Copy all lines below containing "PoweredOn".

ENTRIES SHOWN
--

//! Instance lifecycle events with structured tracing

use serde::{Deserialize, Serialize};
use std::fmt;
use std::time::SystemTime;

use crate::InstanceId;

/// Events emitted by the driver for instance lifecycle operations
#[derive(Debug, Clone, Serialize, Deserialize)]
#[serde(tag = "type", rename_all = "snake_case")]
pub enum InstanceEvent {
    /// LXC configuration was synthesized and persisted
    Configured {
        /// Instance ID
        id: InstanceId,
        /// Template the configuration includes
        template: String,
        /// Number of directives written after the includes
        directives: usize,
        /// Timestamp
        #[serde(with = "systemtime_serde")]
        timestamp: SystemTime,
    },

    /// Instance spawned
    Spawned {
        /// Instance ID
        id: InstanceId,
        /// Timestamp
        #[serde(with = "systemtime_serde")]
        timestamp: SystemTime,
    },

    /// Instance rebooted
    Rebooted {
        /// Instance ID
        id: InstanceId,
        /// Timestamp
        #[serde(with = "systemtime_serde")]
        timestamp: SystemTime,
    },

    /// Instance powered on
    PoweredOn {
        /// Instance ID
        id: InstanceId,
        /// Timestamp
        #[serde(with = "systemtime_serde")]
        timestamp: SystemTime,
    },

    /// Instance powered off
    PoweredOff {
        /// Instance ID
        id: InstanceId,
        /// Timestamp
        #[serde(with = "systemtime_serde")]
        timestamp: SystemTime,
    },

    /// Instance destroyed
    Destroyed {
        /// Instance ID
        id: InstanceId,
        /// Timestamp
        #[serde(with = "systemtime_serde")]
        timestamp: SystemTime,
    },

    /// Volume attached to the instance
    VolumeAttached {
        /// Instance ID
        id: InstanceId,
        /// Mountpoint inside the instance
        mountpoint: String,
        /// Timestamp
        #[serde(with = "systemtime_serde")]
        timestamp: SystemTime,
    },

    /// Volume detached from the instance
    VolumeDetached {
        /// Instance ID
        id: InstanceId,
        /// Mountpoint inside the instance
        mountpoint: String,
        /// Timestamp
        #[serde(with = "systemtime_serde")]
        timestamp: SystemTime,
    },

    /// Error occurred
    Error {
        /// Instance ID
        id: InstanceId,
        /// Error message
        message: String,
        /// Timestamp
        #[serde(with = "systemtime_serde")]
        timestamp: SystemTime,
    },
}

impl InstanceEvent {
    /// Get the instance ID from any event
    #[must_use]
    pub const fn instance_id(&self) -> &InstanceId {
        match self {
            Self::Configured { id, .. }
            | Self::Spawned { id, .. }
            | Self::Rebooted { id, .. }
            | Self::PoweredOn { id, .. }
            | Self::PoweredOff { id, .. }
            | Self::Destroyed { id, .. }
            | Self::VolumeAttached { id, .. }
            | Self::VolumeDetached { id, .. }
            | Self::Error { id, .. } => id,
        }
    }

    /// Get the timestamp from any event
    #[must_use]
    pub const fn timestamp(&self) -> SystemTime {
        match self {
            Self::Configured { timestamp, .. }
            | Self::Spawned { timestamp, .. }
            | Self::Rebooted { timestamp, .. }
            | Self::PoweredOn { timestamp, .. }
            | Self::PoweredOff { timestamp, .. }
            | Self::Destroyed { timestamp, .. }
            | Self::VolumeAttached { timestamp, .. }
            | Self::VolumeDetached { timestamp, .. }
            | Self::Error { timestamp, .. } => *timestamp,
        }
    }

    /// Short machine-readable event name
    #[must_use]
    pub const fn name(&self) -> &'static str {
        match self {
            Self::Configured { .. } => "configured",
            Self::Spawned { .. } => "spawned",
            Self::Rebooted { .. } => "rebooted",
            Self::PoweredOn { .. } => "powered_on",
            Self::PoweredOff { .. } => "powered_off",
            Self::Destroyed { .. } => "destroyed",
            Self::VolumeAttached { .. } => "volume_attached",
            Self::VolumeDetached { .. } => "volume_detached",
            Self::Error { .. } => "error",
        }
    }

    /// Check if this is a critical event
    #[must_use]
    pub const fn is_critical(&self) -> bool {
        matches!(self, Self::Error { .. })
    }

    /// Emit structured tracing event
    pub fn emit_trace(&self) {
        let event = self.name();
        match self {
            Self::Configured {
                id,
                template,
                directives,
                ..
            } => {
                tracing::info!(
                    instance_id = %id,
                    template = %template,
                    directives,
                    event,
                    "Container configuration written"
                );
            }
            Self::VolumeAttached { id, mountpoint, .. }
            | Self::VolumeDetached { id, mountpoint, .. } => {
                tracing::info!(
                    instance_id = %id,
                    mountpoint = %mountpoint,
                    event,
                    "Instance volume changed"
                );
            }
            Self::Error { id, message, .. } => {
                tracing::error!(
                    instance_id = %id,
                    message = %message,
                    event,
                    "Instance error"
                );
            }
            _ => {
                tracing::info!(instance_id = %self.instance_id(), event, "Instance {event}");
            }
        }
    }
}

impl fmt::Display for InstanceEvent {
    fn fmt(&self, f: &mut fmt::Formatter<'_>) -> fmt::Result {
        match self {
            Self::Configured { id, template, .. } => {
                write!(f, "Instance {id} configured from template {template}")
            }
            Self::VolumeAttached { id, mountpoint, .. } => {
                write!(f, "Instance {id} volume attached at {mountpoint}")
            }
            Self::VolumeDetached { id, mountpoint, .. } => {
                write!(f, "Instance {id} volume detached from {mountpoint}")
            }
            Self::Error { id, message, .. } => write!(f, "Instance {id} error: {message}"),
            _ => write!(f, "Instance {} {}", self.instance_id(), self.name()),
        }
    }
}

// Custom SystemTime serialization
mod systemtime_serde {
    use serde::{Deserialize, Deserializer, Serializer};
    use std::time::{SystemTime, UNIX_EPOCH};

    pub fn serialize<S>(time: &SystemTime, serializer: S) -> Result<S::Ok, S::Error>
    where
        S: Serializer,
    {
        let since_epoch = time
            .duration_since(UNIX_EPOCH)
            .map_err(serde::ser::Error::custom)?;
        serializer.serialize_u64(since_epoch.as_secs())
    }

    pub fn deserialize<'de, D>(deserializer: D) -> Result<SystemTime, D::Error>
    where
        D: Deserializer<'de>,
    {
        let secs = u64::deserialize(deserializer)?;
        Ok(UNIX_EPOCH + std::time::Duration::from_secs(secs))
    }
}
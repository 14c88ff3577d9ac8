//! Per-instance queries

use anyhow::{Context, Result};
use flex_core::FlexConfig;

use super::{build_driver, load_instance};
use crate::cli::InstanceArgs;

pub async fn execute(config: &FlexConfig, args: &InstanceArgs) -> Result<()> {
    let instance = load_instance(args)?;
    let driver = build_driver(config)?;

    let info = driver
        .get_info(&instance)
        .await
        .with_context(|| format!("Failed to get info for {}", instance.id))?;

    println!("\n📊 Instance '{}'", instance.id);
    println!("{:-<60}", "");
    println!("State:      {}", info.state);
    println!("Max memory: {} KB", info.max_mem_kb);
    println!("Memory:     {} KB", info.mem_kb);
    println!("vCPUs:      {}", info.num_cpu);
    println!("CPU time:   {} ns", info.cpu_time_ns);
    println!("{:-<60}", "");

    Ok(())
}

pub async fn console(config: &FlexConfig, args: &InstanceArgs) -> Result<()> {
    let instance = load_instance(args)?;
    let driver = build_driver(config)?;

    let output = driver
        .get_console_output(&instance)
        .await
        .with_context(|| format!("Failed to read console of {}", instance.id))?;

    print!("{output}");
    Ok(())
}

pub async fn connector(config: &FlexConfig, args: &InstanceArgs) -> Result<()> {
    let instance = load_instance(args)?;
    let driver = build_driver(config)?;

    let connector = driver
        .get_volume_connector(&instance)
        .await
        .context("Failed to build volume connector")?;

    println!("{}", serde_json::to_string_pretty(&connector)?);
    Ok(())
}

--

WRITTEN ANSWER
    PoweredOn {
            | Self::PoweredOn { id, .. }
            | Self::PoweredOn { timestamp, .. }
            Self::PoweredOn { .. } => "powered_on",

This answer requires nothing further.